SIMPLE SUMMARY: MicroRNAs are small non-coding RNAs that play a central role in many molecular processes, but the exact rules of their activity are not known. In recent years, deep learning computational methods have revolutionized many fields, including the microRNA field. While making accurate predictions is important in biomedical tasks, it is equally important to understand why models make their predictions. Here, we present a novel interpretation technique for deep learning models that produces human readable visual representation of the knowledge learned by the model. This representation is useful for understanding the model’s decisions and can be used as a proxy for the further interpretation of biological concepts learned by the deep learning model.
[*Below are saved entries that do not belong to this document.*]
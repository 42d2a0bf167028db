//! Field extraction: recipients, amount, and purpose from a classified
//! intent, with fallback scans over the full text.

use std::sync::LazyLock;

use regex::Regex;

use crate::error::{RemitError, Result};
use crate::tables::{DEFAULT_PURPOSE, PURPOSE_VOCABULARY};
use crate::types::{Amount, IntentKind, IntentMatch, Recipient};

static CURRENCY_TOKEN: LazyLock<Regex> =
    LazyLock::new(|| Regex::new(r"\$?(\d+(?:\.\d{1,2})?)").expect("currency token pattern"));

static PURPOSE_PATTERNS: LazyLock<Vec<Regex>> = LazyLock::new(|| {
    vec![
        Regex::new(r"(?i)\bfor\s+(.+?)(?:\s+please\b|\s+thanks\b|\.|$)")
            .expect("purpose pattern"),
        Regex::new(r"(?i)\bpayment\s+for\s+(.+?)$").expect("purpose pattern"),
        Regex::new(r"(?i)\bfor\s+(\w+\s+\w+)").expect("purpose pattern"),
    ]
});

/// Derives the recipient list from classifier captures.
///
/// The first capture, when present, is a single recipient at a 100% share.
/// For split payments the second capture is a delimited name list split on
/// `", "` or `" and "`; shares stay unset until the split is computed.
pub fn extract_recipients(intent: &IntentMatch) -> Vec<Recipient> {
    if intent.kind == IntentKind::SplitPayment {
        if let Some(names) = intent.captures.get(1) {
            return split_names(names)
                .into_iter()
                .map(Recipient::named)
                .collect();
        }
    }

    match intent.captures.first() {
        Some(name) if !name.trim().is_empty() => {
            vec![Recipient::with_share(name.trim(), 100.0)]
        }
        _ => Vec::new(),
    }
}

fn split_names(raw: &str) -> Vec<String> {
    raw.split(", ")
        .flat_map(|part| part.split(" and "))
        .map(|name| name.trim().to_string())
        .filter(|name| !name.is_empty())
        .collect()
}

/// Picks the payment amount: the numeric second capture when it parses to
/// a positive value, otherwise the maximum currency-like token anywhere in
/// the text. No positive token at all is an [`RemitError::AmountNotFound`].
pub fn extract_amount(intent: &IntentMatch, text: &str) -> Result<Amount> {
    if let Some(raw) = intent.captures.get(1) {
        if let Ok(amount) = Amount::from_units_str(raw) {
            return Ok(amount);
        }
    }

    CURRENCY_TOKEN
        .captures_iter(text)
        .filter_map(|caps| Amount::from_units_str(&caps[1]).ok())
        .max()
        .ok_or(RemitError::AmountNotFound("request text"))
}

/// Extracts a payment purpose from the text via the ordered purpose
/// patterns; the first match wins. A captured phrase containing a known
/// vocabulary term resolves to that term, otherwise the raw phrase is
/// returned. No match falls back to [`DEFAULT_PURPOSE`].
pub fn extract_purpose(text: &str) -> String {
    for pattern in PURPOSE_PATTERNS.iter() {
        if let Some(caps) = pattern.captures(text) {
            let phrase = caps[1].trim().to_string();
            if phrase.is_empty() {
                continue;
            }

            let lowered = phrase.to_lowercase();
            for term in PURPOSE_VOCABULARY {
                if lowered.contains(term) {
                    return term.to_string();
                }
            }
            return phrase;
        }
    }

    DEFAULT_PURPOSE.to_string()
}

#[cfg(test)]
mod tests {
    use super::*;
    use crate::classifier::classify;

    #[test]
    fn single_recipient_gets_full_share() {
        let intent = classify("Pay John 120 USDC for website development");
        let recipients = extract_recipients(&intent);
        assert_eq!(recipients.len(), 1);
        assert_eq!(recipients[0].name, "John");
        assert_eq!(recipients[0].share, Some(100.0));
        assert_eq!(recipients[0].wallet, None);
    }

    #[test]
    fn split_recipients_are_separated_on_comma_and_and() {
        let intent = classify("Split 90 among Jane, Bob and Alex");
        let recipients = extract_recipients(&intent);
        let names: Vec<&str> = recipients.iter().map(|r| r.name.as_str()).collect();
        assert_eq!(names, vec!["Jane", "Bob", "Alex"]);
        assert!(recipients.iter().all(|r| r.share.is_none()));
    }

    #[test]
    fn amount_prefers_numeric_second_capture() {
        let intent = classify("Pay John 120 USDC for website development");
        let amount = extract_amount(&intent, "Pay John 120 USDC for website development").unwrap();
        assert_eq!(amount.as_cents(), 12_000);
    }

    #[test]
    fn amount_falls_back_to_maximum_token_in_text() {
        // Split captures are (amount, names); the second capture is not
        // numeric, so the fallback scan must find 500.
        let text = "Split 500 dollars among Jane and Alex";
        let intent = classify(text);
        let amount = extract_amount(&intent, text).unwrap();
        assert_eq!(amount.as_cents(), 50_000);
    }

    #[test]
    fn amount_fallback_selects_maximum_of_candidates() {
        let intent = IntentMatch::unknown();
        let amount = extract_amount(&intent, "items at $12.50, $7 and $99.99 total").unwrap();
        assert_eq!(amount.as_cents(), 9_999);
    }

    #[test]
    fn missing_amount_is_an_error() {
        let intent = IntentMatch::unknown();
        assert!(matches!(
            extract_amount(&intent, "no numbers in here"),
            Err(RemitError::AmountNotFound(_))
        ));
    }

    #[test]
    fn purpose_resolves_vocabulary_term_from_phrase() {
        assert_eq!(
            extract_purpose("Pay John 120 USDC for website development"),
            "website"
        );
    }

    #[test]
    fn purpose_keeps_raw_phrase_when_no_vocabulary_term() {
        assert_eq!(
            extract_purpose("Pay John 120 for the garden gnome"),
            "the garden gnome"
        );
    }

    #[test]
    fn purpose_defaults_when_nothing_matches() {
        assert_eq!(extract_purpose("Send Alice 50"), DEFAULT_PURPOSE);
    }
}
Importantly, the presented method is not tied to the model or biological domain and can be easily extended. ABSTRACT: MicroRNAs (miRNAs) are small non-coding RNAs that play a central role in the post-transcriptional regulation of biological processes. miRNAs regulate transcripts through direct binding involving the Argonaute protein family. The exact rules of binding are not known, and several in silico miRNA target prediction methods have been developed to date. Deep learning has recently revolutionized miRNA target prediction. However, the higher predictive power comes with a decreased ability to interpret increasingly complex models. Here, we present a novel interpretation technique, called attribution sequence alignment, for miRNA target site prediction models that can interpret such deep learning models on a two-dimensional representation of miRNA and putative target sequence. Our method produces a human readable visual representation of miRNA:target interactions and can be used as a proxy for the further interpretation of biological concepts learned by the neural network. We demonstrate applications of this method in the clustering of experimental data into binding classes, as well as using the method to narrow down predicted miRNA binding sites on long transcript sequences. Importantly, the presented method works with any neural network model trained on a two-dimensional representation of interactions and can be easily extended to further domains such as protein–protein interactions.